Livet-et-Gavet is inhabited since ancient times. The valley was an almost unavoidable path for Romans travelling between Italy and France. In the 20th century, numerous hydroelectric plants developed all over the Romanche, creating thousands of jobs in electricity-dependent factories, but also an entire industrial city with housing, railways, movies, schools, parks.

At the end of the industrial age, those factories closed one by one, leaving the remains near the Romanche. The railroad is gone, and the road has been widened, but the population has suffered a slow decline.

Since the 1980s, the town is trying to recuperate with the help of the state, the region and the department of Isère. A museum has been established to remember the history of the Romanche Valley. Deviations Gavet Livet and help avoid city centers and to give them some fresh air.

Factories, as Pechiney to Gavet become FerroPem have been able to diversify and modernize to compete with industry metallurgy. Hydroelectricity thrives with the completion of EDF project Romanche-Gavet housing are rebuilt. The town worked hard cleaning and floral.

To date, a vast project directed and financed by the French company EDF has been launched. After ten years of preparation, this significant project of around 250 million Euros will aim to completely replace the existing hydroelectric plants producing the Romanche Valley, allowing both to increase renewable electricity in Isère, but in addition to redraw the landscape of the Romanche valley. A modern underground 92 MW plant will be built in Gavet, connected by a 9.3 km tunnel with a water dam outlet located upstream of Livet. This project is currently the largest in France in terms of hydro-electricity. An overview of the site and visible from the RD1091 (Alpine Road) bridge Infernet.

Eventually, the old power plants, non-recoverable, after more than a century of operation will be destroyed, and the riverbed will be redeveloped in order to develop tourism in the town of Livet-et-Gavet: paths, lake, bridge, landscape decoration etc. Discussions are underway to promote the heritage of the Valley so that these remains is a real asset in the future, an association, "Heritage for the Future", was created for this, and all ideas are welcome.

Today Livet-et-Gavet is undergoing economic transition and aims to become a charming alpine valley, modern, combining hydro-electric generation, natural biodiversity and ecotourism (hiking, fishing, biking, climbing, paragliding). Such issues are animated by the General Council of Isere, the town, the territory of the Oisans, or company EDF.

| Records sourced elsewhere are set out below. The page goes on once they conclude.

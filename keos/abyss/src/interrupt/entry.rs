//! Interrupt handler entries.

use super::Registers;
use crate::x86_64::{PrivilegeLevel, segmentation::SegmentSelector};
use core::{
    arch::{asm, global_asm},
    sync::atomic::Ordering,
};

global_asm!(include_str!("entry.s"));

unsafe extern "Rust" {
    fn kill_current_thread() -> !;
}

// Load interrupt descriptor table.
#[unsafe(no_mangle)]
#[allow(clippy::empty_loop)]
extern "C" fn handle_general_protection_fault(frame: &mut Registers, _c: SegmentSelector) {
    if _c.dpl() == PrivilegeLevel::Ring3 {
        unsafe {
            kill_current_thread();
        }
    } else {
        panic!("General Protection Fault! {:#?}", frame);
    }
}

#[unsafe(no_mangle)]
extern "C" fn handle_double_fault(
    frame: &mut Registers,
    _: crate::x86_64::interrupt::MustbeZero,
) -> ! {
    panic!("Double Fault!\n{:#?}", frame);
}

#[unsafe(no_mangle)]
extern "C" fn handle_nmi(frame: &mut Registers) {
    while crate::interrupt::NMI_EXPECTED_PANICKING.load(Ordering::SeqCst) {
        unsafe { asm!("cli; hlt") };
    }
    panic!("Unexpected NMI Interrupt!\n{:#?}", frame);
}

#[unsafe(no_mangle)]
extern "C" fn handle_invalid_opcode(frame: &mut Registers) {
    if frame.interrupt_stack_frame.cs.dpl() == PrivilegeLevel::Ring3 {
        unsafe {
            kill_current_thread();
        }
    } else {
        panic!("Invalid Opcode!\n{:#?}", frame);
    }
}

#[unsafe(no_mangle)]
extern "C" fn handle_simd_floating_point_exception(frame: &mut Registers) {
    if frame.interrupt_stack_frame.cs.dpl() == PrivilegeLevel::Ring3 {
        unsafe {
            kill_current_thread();
        }
    } else {
        panic!("SIMD Floating Point Exception!");
    }
}

#[unsafe(no_mangle)]
extern "C" fn handle_device_not_available(frame: &mut Registers) {
    if frame.interrupt_stack_frame.cs.dpl() == PrivilegeLevel::Ring3 {
        unsafe {
            kill_current_thread();
        }
    } else {
        panic!("Device Not Available");
    }
}

#[unsafe(no_mangle)]
#[allow(clippy::empty_loop)]
extern "C" fn do_handle_irq(frame: &mut Registers, vec: usize) {
    unsafe extern "Rust" {
        fn do_handle_interrupt(idx: usize, frame: &mut Registers);
    }

    crate::dev::x86_64::apic::eoi();

    if vec == 32 {
        unsafe {
            // Reprgram the deadline.
            crate::dev::x86_64::timer::set_timer();
        }
    }
    unsafe {
        do_handle_interrupt(vec - 32, frame);
    }
}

== Personalities linked to the commune ==

Charles Albert Keller : Founding of a real industrial empire in the Romanche valley, he knew how to use the force of water to power the Romanche many hydroelectric plants valley but also power for the first time in transportation of ' electricity the City of Grenoble...

==Trivia==

The House of Charles Albert Keller.

Major film The Crimson Rivers was partly shot in the town, including the home of :fr:Charles Albert Keller in impressive architectural part of the house, 4 storeys high and with a roof canted typical of the early 20th century, is built of stone (the inscription "Keller Establishments and Leleux" there still appears), while the second, reinforced concrete, is built on large piles in a dominant position over the Romansh: there was the office of Charles Albert Keller, from which he could observe all of its workshops and factories located on both sides of the river.